Your objective: Copy all lines containing the string "NodeRank" from the records below.

Dataset excerpts:
· · · · ·

//! Headless Battle Runner
//!
//! Generates a farmland map, spawns hostiles on the node graph against an
//! idle squad, runs the turn loop and prints a summary.

use std::path::PathBuf;
use std::process::ExitCode;

use battlescape::battle::environment;
use battlescape::battle::terrain::standard;
use battlescape::battle::{
    BattleMap, BattleOutcome, BattleState, BattleUnit, Faction, GridPathfinder, ItemKind,
    ItemLocation, LineOfSight, Node, NodeRank, PartCatalog, PartLayer, TurnLimit, UnitRank,
};
use battlescape::core::{BattleConfig, Result};
use battlescape::core::types::Position;
use clap::Parser;
use rand::Rng;
use serde::Serialize;
use tracing::{error, info};

/// Headless Battle Runner - hostile AI against an idle squad
#[derive(Parser, Debug)]
#[command(name = "battle_runner")]
#[command(about = "Run a headless tactical battle and print a summary")]
struct Args {
    /// Map width in tiles
    #[arg(long, default_value_t = 30)]
    width: i32,

    /// Map length in tiles
    #[arg(long, default_value_t = 30)]
    length: i32,

    /// Map levels
    #[arg(long, default_value_t = 2)]
    height: i32,

    /// Full turns before the battle is called a defeat
    #[arg(long, default_value_t = 20)]
    turns: u32,

    /// Hostile units to spawn
    #[arg(long, default_value_t = 6)]
    hostiles: usize,

    /// Player soldiers to deploy
    #[arg(long, default_value_t = 4)]
    soldiers: usize,

    /// Random seed for deterministic runs
    #[arg(long)]
    seed: Option<u64>,

    /// Tuning overrides (TOML)
    #[arg(long)]
    config: Option<PathBuf>,

    /// Terrain part catalog (TOML)
    #[arg(long)]
    catalog: Option<PathBuf>,

    /// Write the final battle state here
    #[arg(long)]
    save: Option<PathBuf>,

    /// Use the binary tile block when saving
    #[arg(long)]
    compact: bool,

    /// Output format: json or text
    #[arg(long, default_value = "json")]
    format: String,

    /// Print the battle log to stderr
    #[arg(long, short = 'v')]
    verbose: bool,
}

/// JSON output structure
#[derive(Serialize)]
struct BattleSummary {
    battle_id: String,
    seed: u64,
    outcome: String,
    turns: u32,
    hostiles_standing: usize,
    soldiers_standing: usize,
    attacks: usize,
    burning_tiles: usize,
    events: usize,
}

fn main() -> ExitCode {
    tracing_subscriber::fmt()
        .with_env_filter(
            tracing_subscriber::EnvFilter::from_default_env()
                .add_directive(tracing::Level::INFO.into()),
        )
        .with_writer(std::io::stderr)
        .init();

    let args = Args::parse();
    match run(&args) {
        Ok(()) => ExitCode::SUCCESS,
        Err(e) => {
            error!(error = %e, "battle runner failed");
            ExitCode::FAILURE
        }
    }
}

fn run(args: &Args) -> Result<()> {
    let seed = args.seed.unwrap_or_else(rand::random);
    let config = match &args.config {
        Some(path) => BattleConfig::load(path)?,
        None => BattleConfig::default(),
    };
    let catalog = match &args.catalog {
        Some(path) => PartCatalog::load(path)?,
        None => PartCatalog::standard(),
    };

    let map = BattleMap::flat(args.width.max(8), args.length.max(8), args.height.max(1), standard::GROUND);
    let mut battle = BattleState::new(map, catalog, config, seed);
    battle.turn.limit = Some(TurnLimit {
        turns: args.turns,
        outcome: BattleOutcome::Defeat,
    });

    dress_map(&mut battle);
    lay_nodes(&mut battle);
    deploy(&mut battle, args.hostiles, args.soldiers);

    let paths = GridPathfinder::new();
    let sight = LineOfSight::new();
    battle.begin_battle();

    while !battle.is_finished() {
        while let Some(id) = battle.select_next_unit(true, true, false) {
            // A unit keeps acting until it idles, goes down or the battle ends
            for _ in 0..3 {
                let action = battle.request_action(id, &paths, &sight)?;
                battle.apply_action(&action, &sight)?;
                battle.resolve_reactions(id, &sight)?;
                let down = battle.get_unit(id).map_or(true, |u| u.is_out());
                if action.is_idle() || down || battle.is_finished() {
                    break;
                }
            }
            if battle.is_finished() {
                break;
            }
        }
        if battle.is_finished() {
            break;
        }
        battle.end_turn();
    }

    if args.verbose {
        for event in &battle.battle_log {
            eprintln!("  [{}] {:?}: {}", event.turn, event.event_type, event.description);
        }
    }

    let standing = |faction: Faction| {
        battle
            .units
            .iter()
            .filter(|u| u.original_faction == faction && !u.is_out())
            .count()
    };
    let summary = BattleSummary {
        battle_id: battle.id.0.to_string(),
        seed,
        outcome: format!("{:?}", battle.outcome),
        turns: battle.turn.turn,
        hostiles_standing: standing(Faction::Hostile),
        soldiers_standing: standing(Faction::Player),
        attacks: battle
            .battle_log
            .iter()
            .filter(|e| {
                matches!(
                    e.event_type,
                    battlescape::battle::BattleEventType::UnitAttacked { .. }
                )
            })
            .count(),
        burning_tiles: battle.map.burning_tiles().len(),
        events: battle.battle_log.len(),
    };

    match args.format.as_str() {
        "text" => {
            println!("Battle Result");
            println!("=============");
            println!("Outcome: {}", summary.outcome);
            println!("Turns: {}", summary.turns);
            println!("Hostiles standing: {}", summary.hostiles_standing);
            println!("Soldiers standing: {}", summary.soldiers_standing);
            println!("Attacks: {}", summary.attacks);
            println!("Burning tiles: {}", summary.burning_tiles);
            println!("Seed: {}", summary.seed);
        }
        other => {
            if other != "json" {
                eprintln!("Unknown format '{}', defaulting to json", other);
            }
            println!("{}", serde_json::to_string_pretty(&summary)?);
        }
    }

    if let Some(path) = &args.save {
        battle.save_to_file(path, args.compact)?;
    }
    Ok(())
}

/// Grass, bushes, crates and one walled farmhouse with a plank loft
fn dress_map(battle: &mut BattleState) {
    let (width, length) = (battle.map.width(), battle.map.length());
    for y in 0..length {
        for x in 0..width {
            let pos = Position::new(x, y, 0);
            let roll: f64 = battle.rng.gen();
            if roll < 0.3 {
                battle.map.set_part(pos, PartLayer::Floor, Some(standard::GRASS));
            }
            if x > 2 && roll > 0.97 {
                battle.map.set_part(pos, PartLayer::Object, Some(standard::CRATE));
            } else if x > 2 && roll > 0.94 {
                battle.map.set_part(pos, PartLayer::Object, Some(standard::BUSH));
            }
        }
    }

    let (cx, cy) = (width / 2, length / 2);
    for d in -3..=3 {
        battle.map.set_part(Position::new(cx - 3, cy + d, 0), PartLayer::WestWall, Some(standard::WALL));
        battle.map.set_part(Position::new(cx + 4, cy + d, 0), PartLayer::WestWall, Some(standard::WALL));
        battle.map.set_part(Position::new(cx + d, cy - 3, 0), PartLayer::NorthWall, Some(standard::WALL));
        battle.map.set_part(Position::new(cx + d, cy + 4, 0), PartLayer::NorthWall, Some(standard::WALL));
    }
    // Doorway on the west side
    battle.map.set_part(Position::new(cx - 3, cy, 0), PartLayer::WestWall, None);
    if battle.map.height() > 1 {
        for y in cy - 3..=cy + 3 {
            for x in cx - 3..=cx + 3 {
                battle.map.set_part(Position::new(x, y, 1), PartLayer::Floor, Some(standard::PLANK_FLOOR));
            }
        }
    }

    let spark = Position::new(
        battle.rng.gen_range(3..width),
        battle.rng.gen_range(0..length),
        0,
    );
    if environment::ignite(&mut battle.map, &battle.catalog, spark, 100, &mut battle.rng) {
        info!(%spark, "field fire started");
    }
}

/// A node every few tiles east of the deployment zone, linked to its
/// west and north neighbours
fn lay_nodes(battle: &mut BattleState) {
    const SPACING: i32 = 4;
    const RANKS: [NodeRank; 6] = [
        NodeRank::Soldier,
        NodeRank::Scout,
        NodeRank::Leader,
        NodeRank::Navigator,
        NodeRank::Engineer,
        NodeRank::Medic,
    ];

    let (width, length) = (battle.map.width(), battle.map.length());
    let mut grid = Vec::new();
    for (row, y) in (1..length).step_by(SPACING as usize).enumerate() {
        for (col, x) in (width / 3..width).step_by(SPACING as usize).enumerate() {
            let pos = Position::new(x, y, 0);
            let free = battle.map.can_place(&battle.catalog, pos, Default::default(), None);
            let id = free.then(|| {
                let mut node = Node::new(pos, RANKS[(row + col) % RANKS.len()]);
                node.patrol_priority = battle.rng.gen_range(1..=5);
                node.spawn_weight = battle.rng.gen_range(1..=3);
                battle.nodes.add(node)
            });
            grid.push(((row, col), id));
        }
    }

    let lookup = |row: usize, col: usize| {
        grid.iter()
            .find(|((r, c), _)| *r == row && *c == col)
            .and_then(|(_, id)| *id)
    };
    let mut links = Vec::new();
    for ((row, col), id) in &grid {
        let Some(id) = id else { continue };
        if *col > 0 {
            links.extend(lookup(*row, col - 1).map(|west| (*id, west)));
        }
        if *row > 0 {
            links.extend(lookup(row - 1, *col).map(|north| (*id, north)));
        }
    }
    for (a, b) in links {
        battle.nodes.link(a, b);
    }
}

fn deploy(battle: &mut BattleState, hostiles: usize, soldiers: usize) {
    const RANKS: [UnitRank; 4] = [
        UnitRank::Soldier,
        UnitRank::Soldier,
        UnitRank::Navigator,
        UnitRank::Leader,
    ];
    for i in 0..hostiles {
        let alien = BattleUnit::new("sectoid", Faction::Hostile)
            .with_rank(RANKS[i % RANKS.len()])
            .with_ai();
        match battle.spawn_unit(alien) {
            Some(id) => {
                battle
                    .items
                    .add("plasma pistol", ItemKind::Weapon, ItemLocation::Carried(id));
            }
            None => info!(index = i, "no spawn node left for hostile"),
        }
    }

    let length = battle.map.length();
    let mut placed = 0;
    for y in (1..length).step_by(2) {
        if placed == soldiers {
            break;
        }
        let soldier = BattleUnit::new("rookie", Faction::Player);
        if let Ok(id) = battle.add_unit(soldier, Position::new(1, y, 0)) {
            battle
                .items
                .add("rifle", ItemKind::Weapon, ItemLocation::Carried(id));
            placed += 1;
        }
    }
}
//! Fire and smoke simulation
//!
//! Runs once per full turn, at the start of the primary side's turn.
//! Every pass works from a snapshot of the tiles that were burning or
//! smoking when it began, so fire started during the pass does not tick
//! down until the next one.

use rand::Rng;
use tracing::debug;

use crate::battle::battle_map::BattleMap;
use crate::battle::items::{ItemLocation, ItemStore};
use crate::battle::terrain::{BlockKind, PartCatalog, PartLayer, PartRef, NON_FLAMMABLE};
use crate::battle::tile::MAX_SMOKE;
use crate::battle::units::BattleUnit;
use crate::core::config::EnvironmentTuning;
use crate::core::types::{Direction, Position, UnitId};

/// What one environment pass changed
#[derive(Debug, Clone, Default)]
pub struct EnvironmentReport {
    pub extinguished: usize,
    pub ignited: Vec<Position>,
    pub destroyed: Vec<(Position, PartLayer)>,
    pub fallen_units: Vec<UnitId>,
    pub fallen_items: usize,
}

/// Try to set a tile alight
///
/// Chance in percent is `power - flammability / 10 + 15`. Tiles that are
/// already burning or have nothing flammable are left alone.
pub fn ignite(
    map: &mut BattleMap,
    catalog: &PartCatalog,
    pos: Position,
    power: i32,
    rng: &mut impl Rng,
) -> bool {
    let Some(tile) = map.tile_mut(pos) else {
        return false;
    };
    if tile.is_burning() {
        return false;
    }
    let flammability = tile.flammability(catalog);
    if flammability == NON_FLAMMABLE {
        return false;
    }

    let chance = (power - flammability as i32 / 10 + 15).clamp(0, 100);
    if rng.gen_range(0..100) >= chance {
        return false;
    }

    tile.fire = tile.fuel(catalog).max(1);
    let smoke = (15 - (flammability as i32 / 10).clamp(1, 12)) as u8;
    tile.smoke = tile.smoke.max(smoke).min(MAX_SMOKE);
    true
}

/// Add smoke to a tile, capped; returns false outside the grid
pub fn add_smoke(map: &mut BattleMap, pos: Position, amount: u8) -> bool {
    match map.tile_mut(pos) {
        Some(tile) => {
            tile.add_smoke(amount);
            true
        }
        None => false,
    }
}

/// Advance fire and smoke by one full turn
pub fn advance(
    map: &mut BattleMap,
    catalog: &PartCatalog,
    units: &mut [BattleUnit],
    items: &mut ItemStore,
    tuning: &EnvironmentTuning,
    rng: &mut impl Rng,
) -> EnvironmentReport {
    let mut report = EnvironmentReport::default();
    map.clear_dangerous();

    let burning = map.burning_tiles();
    let smoking = map.smoking_tiles();

    for index in burning {
        let Some(pos) = map.position_of(index) else {
            continue;
        };
        let remaining = match map.tile_at_mut(index) {
            Some(tile) => {
                tile.fire = tile.fire.saturating_sub(1);
                tile.fire
            }
            None => continue,
        };

        if remaining > 0 {
            for direction in Direction::all() {
                if map.is_edge_blocked(catalog, pos, direction, BlockKind::Fire) {
                    continue;
                }
                let target = pos.step(direction);
                if ignite(map, catalog, target, tuning.spread_power, rng) {
                    report.ignited.push(target);
                }
            }
        } else {
            report.extinguished += 1;
            if let Some(layer) = burn_away(map, catalog, pos) {
                debug!(%pos, ?layer, "part burnt away");
                report.destroyed.push((pos, layer));
                settle_column(map, catalog, units, items, pos, &mut report);
            }
        }
    }

    for index in smoking {
        let Some(pos) = map.position_of(index) else {
            continue;
        };
        let remaining = match map.tile_at_mut(index) {
            Some(tile) => {
                tile.smoke = tile.smoke.saturating_sub(1);
                tile.smoke
            }
            None => continue,
        };
        if remaining <= tuning.smoke_spread_threshold {
            continue;
        }

        let spread = remaining / 2;
        let above = pos.above();
        if map.tile(above).map_or(false, |t| !t.has_floor()) {
            raise_smoke(map, above, spread);
        }
        for direction in Direction::all() {
            if map.is_edge_blocked(catalog, pos, direction, BlockKind::Smoke) {
                continue;
            }
            if rng.gen_bool(tuning.smoke_spread_chance) {
                raise_smoke(map, pos.step(direction), spread);
            }
        }
    }

    report
}

fn raise_smoke(map: &mut BattleMap, pos: Position, level: u8) {
    if let Some(tile) = map.tile_mut(pos) {
        tile.smoke = tile.smoke.max(level).min(MAX_SMOKE);
    }
}

/// Destroy the topmost flammable part (object, then floor)
fn burn_away(map: &mut BattleMap, catalog: &PartCatalog, pos: Position) -> Option<PartLayer> {
    let tile = map.tile_mut(pos)?;
    for layer in [PartLayer::Object, PartLayer::Floor] {
        let Some(part) = tile.part(layer) else {
            continue;
        };
        let Some(data) = catalog.get(part) else {
            continue;
        };
        if data.is_flammable() {
            let remains = data.destroyed_into.map(|id| PartRef::new(part.set, id));
            tile.set_part(layer, remains);
            return Some(layer);
        }
    }
    None
}

/// Drop unsupported units and ground items in the column at and above `base`
pub fn settle_column(
    map: &mut BattleMap,
    catalog: &PartCatalog,
    units: &mut [BattleUnit],
    items: &mut ItemStore,
    base: Position,
    report: &mut EnvironmentReport,
) {
    for unit in units.iter_mut() {
        if unit.is_out() || unit.footprint.flying || unit.position.z < base.z {
            continue;
        }
        let cells = unit.occupied_cells();
        if !cells.iter().any(|c| c.x == base.x && c.y == base.y) {
            continue;
        }
        if cells
            .iter()
            .any(|c| map.tile(*c).map_or(false, |t| t.has_floor()))
        {
            continue;
        }

        let landing_z = cells
            .iter()
            .map(|c| map.landing_position(*c).z)
            .max()
            .unwrap_or(0);
        let landing = Position::new(unit.position.x, unit.position.y, landing_z);
        if landing == unit.position || !map.can_place(catalog, landing, unit.footprint, Some(unit.id)) {
            // Landing spot taken; stays put until a later settle
            continue;
        }

        map.set_occupant(unit.position, unit.footprint, None);
        debug!(unit = unit.id.0, from = %unit.position, to = %landing, "unit fell");
        unit.position = landing;
        map.set_occupant(landing, unit.footprint, Some(unit.id));
        report.fallen_units.push(unit.id);
    }

    for z in base.z..map.height() {
        let pos = Position::new(base.x, base.y, z);
        if map.tile(pos).map_or(true, |t| t.has_floor()) {
            continue;
        }
        let landing = map.landing_position(pos);
        if landing == pos {
            continue;
        }
        let falling: Vec<_> = items.on_ground_at(pos).map(|i| i.id).collect();
        for id in falling {
            items.move_to(id, ItemLocation::Ground(landing));
            report.fallen_items += 1;
        }
    }
}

· · · · ·

Solution:
    ItemLocation, LineOfSight, Node, NodeRank, PartCatalog, PartLayer, TurnLimit, UnitRank,
    const RANKS: [NodeRank; 6] = [
        NodeRank::Soldier,
        NodeRank::Scout,
        NodeRank::Leader,
        NodeRank::Navigator,
        NodeRank::Engineer,
        NodeRank::Medic,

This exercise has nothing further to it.